Carni and Martoche, JJ. (dissenting in part).

We respectfully dissent in part. We agree with the majority that Supreme Court erred in denying that part of the motion of defendant Raymond Kolodziejczak (hereafter, grandfather) for summary judgment dismissing the negligent supervision cause of action against him, inasmuch as the grandfather had no reason to perceive a need to control plaintiffs son. We further agree with the majority that the court erred in denying the cross motion of defendant Ray Kolo Excavating, Inc. (Kolo) for, inter alia, summary judgment dismissing the amended complaint and cross claim against it. We conclude, however, that the court also erred in denying that part of the grandfather’s motion seeking summary judgment dismissing the negligent entrustment cause of action *1380against him. We note that the grandfather and Kolo do not appeal from that part of the order denying plaintiffs motion for discovery inasmuch as they are not aggrieved by it. We therefore would reverse the order insofar as appealed from.
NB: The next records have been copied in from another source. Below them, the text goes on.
//! CSV parser for per-period enrollment files
//!
//! Each file holds one header row followed by rows of
//! `CourseID,Capacity,Enrolled,Name`. Fields may be double-quoted to embed
//! commas or line breaks; a doubled quote inside a quoted field is a literal
//! quote.

use crate::core::error::{EnrollError, Result};
use crate::core::models::CourseRecord;
use std::fs;
use std::path::Path;

/// Number of leading fields every data row must provide
const REQUIRED_FIELDS: usize = 4;

/// Load the course records of one period file, skipping its header row
///
/// # Errors
/// Returns [`EnrollError::Io`] if the file cannot be read and
/// [`EnrollError::Parse`] for the first malformed row.
pub fn load_period_csv<P: AsRef<Path>>(path: P) -> Result<Vec<CourseRecord>> {
    let path = path.as_ref();
    let content = fs::read_to_string(path).map_err(|e| EnrollError::io(path, e))?;
    let source_name = path
        .file_name()
        .map_or_else(|| path.display().to_string(), |n| n.to_string_lossy().into_owned());
    parse_period_csv(&source_name, &content)
}

/// Parse period CSV content held in memory
///
/// `source_name` only labels errors. Blank lines are ignored and fields
/// beyond the fourth are dropped. A record that spans several lines is
/// reported at the line it starts on.
///
/// # Errors
/// Returns [`EnrollError::Parse`] if a row has fewer than four fields, a
/// count is not a non-negative integer, or a quoted field is never closed.
pub fn parse_period_csv(source_name: &str, content: &str) -> Result<Vec<CourseRecord>> {
    read_rows(source_name, content)?
        .into_iter()
        .skip(1)
        .filter(|row| !row.blank)
        .map(|row| parse_record(source_name, row))
        .collect()
}

/// One CSV record as read from the source, before any validation
#[derive(Debug)]
struct RawRow {
    /// 1-based line the record starts on
    line: usize,
    fields: Vec<String>,
    /// Nothing but whitespace between the line breaks
    blank: bool,
}

/// Split content into records, honoring double-quoted fields
///
/// Line breaks inside quotes belong to the field; outside quotes they end
/// the record. `\r\n` is treated like `\n`.
fn read_rows(source_name: &str, content: &str) -> Result<Vec<RawRow>> {
    let mut rows = Vec::new();
    let mut fields = Vec::new();
    let mut current = String::new();
    let mut in_quotes = false;
    let mut blank = true;
    let mut line = 1;
    let mut start_line = 1;
    let mut chars = content.chars().peekable();

    while let Some(c) = chars.next() {
        match c {
            '"' if in_quotes => {
                if chars.peek() == Some(&'"') {
                    current.push('"');
                    chars.next();
                } else {
                    in_quotes = false;
                }
            }
            '"' if current.is_empty() => {
                in_quotes = true;
                blank = false;
            }
            '\n' if in_quotes => {
                current.push('\n');
                line += 1;
            }
            '\r' if !in_quotes && chars.peek() == Some(&'\n') => {}
            '\n' => {
                fields.push(std::mem::take(&mut current));
                rows.push(RawRow {
                    line: start_line,
                    fields: std::mem::take(&mut fields),
                    blank,
                });
                blank = true;
                line += 1;
                start_line = line;
            }
            ',' if !in_quotes => {
                fields.push(std::mem::take(&mut current));
                blank = false;
            }
            _ => {
                blank &= c.is_whitespace();
                current.push(c);
            }
        }
    }

    if in_quotes {
        return Err(EnrollError::parse(
            source_name,
            start_line,
            "quoted field is never closed",
        ));
    }
    if !fields.is_empty() || !current.is_empty() {
        fields.push(current);
        rows.push(RawRow {
            line: start_line,
            fields,
            blank,
        });
    }
    Ok(rows)
}

fn parse_record(source_name: &str, row: RawRow) -> Result<CourseRecord> {
    let RawRow {
        line: line_no,
        mut fields,
        ..
    } = row;
    if fields.len() < REQUIRED_FIELDS {
        return Err(EnrollError::parse(
            source_name,
            line_no,
            format!(
                "expected {REQUIRED_FIELDS} fields, found {}",
                fields.len()
            ),
        ));
    }
    fields.truncate(REQUIRED_FIELDS);

    let capacity = parse_count(source_name, line_no, "Capacity", &fields[1])?;
    let enrolled = parse_count(source_name, line_no, "Enrolled", &fields[2])?;
    let name = fields.pop().unwrap_or_default();
    let course_id = fields.swap_remove(0);

    Ok(CourseRecord {
        course_id,
        capacity,
        enrolled,
        name,
    })
}

fn parse_count(source_name: &str, line_no: usize, column: &str, raw: &str) -> Result<u32> {
    raw.trim().parse::<u32>().map_err(|_| {
        EnrollError::parse(
            source_name,
            line_no,
            format!("{column} must be a non-negative integer, got '{raw}'"),
        )
    })
}
//! CLI command handlers for `NuEnroll`.
//!
//! Each subcommand is implemented in its own submodule. Handlers return
//! `Err` with a printable message; the entry point decides the exit code.

pub mod config;
pub mod populate;
pub mod run;
pub mod search;
pub mod views;
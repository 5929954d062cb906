//! Search command handler

use nu_enroll::core::search::format_search_results;
use nu_enroll::core::store::Store;
use nu_enroll::{debug, error};

/// Run each description as its own search and print the result blocks
///
/// # Errors
/// Returns a message for the first search that fails.
pub fn run(descriptions: &[String], store: &Store) -> Result<(), String> {
    for description in descriptions {
        let hits = store.search(description).map_err(|e| {
            error!("Search for '{description}' failed: {e}");
            format!("✗ Search for '{description}' failed: {e}")
        })?;
        debug!("Search '{description}' matched {} rows", hits.len());
        println!("{}", format_search_results(&hits));
    }
    Ok(())
}
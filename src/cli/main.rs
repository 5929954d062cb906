//! Command-line interface entry point for `NuEnroll`

mod args;
mod commands;

use args::{Cli, Command};
use clap::Parser;
use nu_enroll::config::Config;
use nu_enroll::core::store::Store;
use nu_enroll::info;
use nu_enroll::logger::{enable_debug, enable_verbose, init_file_logging, set_level, Level};

fn main() {
    let args = Cli::parse();

    // Load configuration once at startup and apply CLI overrides to it
    let mut config = Config::load();
    let defaults = Config::from_defaults();
    config.apply_overrides(&args.to_config_overrides());

    // CLI flag overrides config logging.level; fallback warn
    let mut level = args
        .log_level
        .map(Level::from)
        .or_else(|| config.logging.level.parse().ok())
        .unwrap_or(Level::Warn);

    if args.debug_flag || level == Level::Debug {
        level = Level::Debug;
        enable_debug();
    }

    let verbose = args.verbose || config.logging.verbose;
    if verbose {
        enable_verbose();
    }
    set_level(level);

    // File logging: CLI flag wins, otherwise config logging.file if set
    let config_log_path = (!config.logging.file.is_empty())
        .then(|| std::path::PathBuf::from(&config.logging.file));

    if let Some(log_path) = args.log_file.as_ref().or(config_log_path.as_ref()) {
        let display_path = log_path.to_string_lossy();
        if init_file_logging(log_path) {
            info!("File logging initialized at: {display_path}");
        } else {
            eprintln!("✗ Failed to initialize file logging at: {display_path}");
        }
    }

    let store = Store::new(&config.store.path);

    let outcome = match args.command {
        Command::Config { subcommand } => commands::config::run(subcommand, &mut config, &defaults),
        Command::Populate { data_dir } => {
            commands::populate::run(data_dir.as_deref(), &store, &config).map(|_| ())
        }
        Command::Enrollment { view } => {
            commands::views::run(commands::views::View::Enrollment, &view, &store, &config)
        }
        Command::Popularity { view } => {
            commands::views::run(commands::views::View::Popularity, &view, &store, &config)
        }
        Command::Search { descriptions } => commands::search::run(&descriptions, &store),
        Command::Run {
            data_dir,
            threshold,
            searches,
        } => commands::run::run(data_dir.as_deref(), threshold, &searches, &store, &config),
    };

    if let Err(message) = outcome {
        eprintln!("{message}");
        std::process::exit(1);
    }
}
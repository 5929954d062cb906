//! Error type shared by every stage of the enrollment pipeline.

use std::path::PathBuf;

/// Errors raised while loading, consolidating, or querying enrollment data.
#[derive(Debug, thiserror::Error)]
pub enum EnrollError {
    /// A row of a period source could not be turned into a course record.
    #[error("{source_name}:{line}: {reason}")]
    Parse {
        /// Name of the period source (file name or label)
        source_name: String,
        /// 1-based line number within the source
        line: usize,
        /// What was wrong with the row
        reason: String,
    },

    /// The pipeline cannot run with the given setup.
    #[error("Configuration error: {0}")]
    Configuration(String),

    /// An aggregate or search request could not be answered.
    #[error("Query error: {0}")]
    Query(String),

    /// Any other failure reported by SQLite.
    #[error(transparent)]
    Store(#[from] rusqlite::Error),

    /// Reading or writing a file failed.
    #[error("I/O error on {}: {source}", path.display())]
    Io {
        /// File that was being accessed
        path: PathBuf,
        /// Underlying error
        source: std::io::Error,
    },
}

impl EnrollError {
    pub(crate) fn parse(source_name: &str, line: usize, reason: impl Into<String>) -> Self {
        Self::Parse {
            source_name: source_name.to_string(),
            line,
            reason: reason.into(),
        }
    }

    pub(crate) fn io(path: impl Into<PathBuf>, source: std::io::Error) -> Self {
        Self::Io {
            path: path.into(),
            source,
        }
    }
}

/// Result alias used throughout the crate.
pub type Result<T> = std::result::Result<T, EnrollError>;
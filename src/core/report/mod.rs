//! Export of aggregate views for external charting
//!
//! A view is handed to reporters as an ordered list of `(course, value)`
//! pairs. Reporters only lay the pairs out as tables; drawing a chart is up
//! to whichever tool consumes the output.

pub mod formats;

use crate::core::error::{EnrollError, Result};
use crate::core::models::{EnrollmentRow, PopularityRow};
use std::fmt;
use std::fs;
use std::path::Path;

pub use formats::{reporter_for, CsvReporter, MarkdownReporter, ReportFormat, TextReporter};

/// Value attached to one course in a view
#[derive(Debug, Clone, Copy, PartialEq)]
pub enum MetricValue {
    /// Whole number of students
    Count(i64),
    /// Ratio such as enrolled over capacity
    Ratio(f64),
}

impl MetricValue {
    /// Value as a float, e.g. for a chart axis
    #[must_use]
    #[allow(clippy::cast_precision_loss)]
    pub fn as_f64(self) -> f64 {
        match self {
            Self::Count(n) => n as f64,
            Self::Ratio(r) => r,
        }
    }

    /// Full-precision rendering used by machine-readable formats
    #[must_use]
    pub fn raw(self) -> String {
        match self {
            Self::Count(n) => n.to_string(),
            Self::Ratio(r) => r.to_string(),
        }
    }
}

impl fmt::Display for MetricValue {
    fn fmt(&self, f: &mut fmt::Formatter<'_>) -> fmt::Result {
        match self {
            Self::Count(n) => write!(f, "{n}"),
            Self::Ratio(r) => write!(f, "{r:.4}"),
        }
    }
}

/// An aggregate view ready to be rendered
#[derive(Debug, Clone, PartialEq)]
pub struct ViewSeries {
    /// Human-readable title
    pub title: String,
    /// Header of the value column (the chart's x-axis label)
    pub value_label: &'static str,
    /// Ordered `(course ID, value)` pairs
    pub points: Vec<(String, MetricValue)>,
}

impl ViewSeries {
    /// Header of the label column (the chart's y-axis label)
    pub const LABEL_HEADER: &'static str = "Course ID";

    /// Series for the enrollment view
    #[must_use]
    pub fn enrollment(rows: &[EnrollmentRow], threshold: i64) -> Self {
        Self {
            title: format!("Total Course Enrollment (threshold {threshold})"),
            value_label: "Total Enrollment",
            points: rows
                .iter()
                .map(|r| (r.course_id.clone(), MetricValue::Count(r.total_enrolled)))
                .collect(),
        }
    }

    /// Series for the popularity view
    #[must_use]
    pub fn popularity(rows: &[PopularityRow], threshold: i64) -> Self {
        Self {
            title: format!("Course Popularity (threshold {threshold})"),
            value_label: "Popularity",
            points: rows
                .iter()
                .map(|r| (r.course_id.clone(), MetricValue::Ratio(r.popularity)))
                .collect(),
        }
    }
}

/// Trait for view renderers
pub trait ViewReporter {
    /// Render a view as a string
    fn render(&self, series: &ViewSeries) -> String;

    /// Render a view into a file
    ///
    /// # Errors
    /// Returns [`EnrollError::Io`] if the file cannot be written
    fn generate(&self, series: &ViewSeries, output_path: &Path) -> Result<()> {
        fs::write(output_path, self.render(series)).map_err(|e| EnrollError::io(output_path, e))
    }
}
Generally, a parent or, in this case, a grandparent, may be liable for injuries to a third-party resulting from the entrustment of an instrument made dangerous by the age, intelligence, infirmity, disposition or training of the child using the instrument (see generally Nolechek v Gesuale, 46 NY2d 332, 338 [1978]). The rationale is that the person responsible for the child “owes a duty to protect third parties from harm that is clearly foreseeable from the child’s improvident use or operation of a dangerous instrument, where such use is found to be subject to [that person’s] control” (Rios v Smith, 95 NY2d 647, 653 [2001]; see LaTorre v Genesee Mgt., 90 NY2d 576, 581 [1997]). We cannot conclude that the evidence supports the determination that the grandfather entrusted a dangerous instrument, i.e., the log splitter (splitter), to plaintiffs son. Rather, the evidence establishes that the child’s father was supervising him with respect to the operation of the splitter. It would be inconsistent to conclude that the use of the splitter by plaintiffs son was subject to the grandfather’s control and also to conclude, as the majority does, that the grandfather had no reason to perceive a need to control plaintiffs son. Present—Smith, J.P., Fahey, Carni, Sconiers and Martoche, JJ.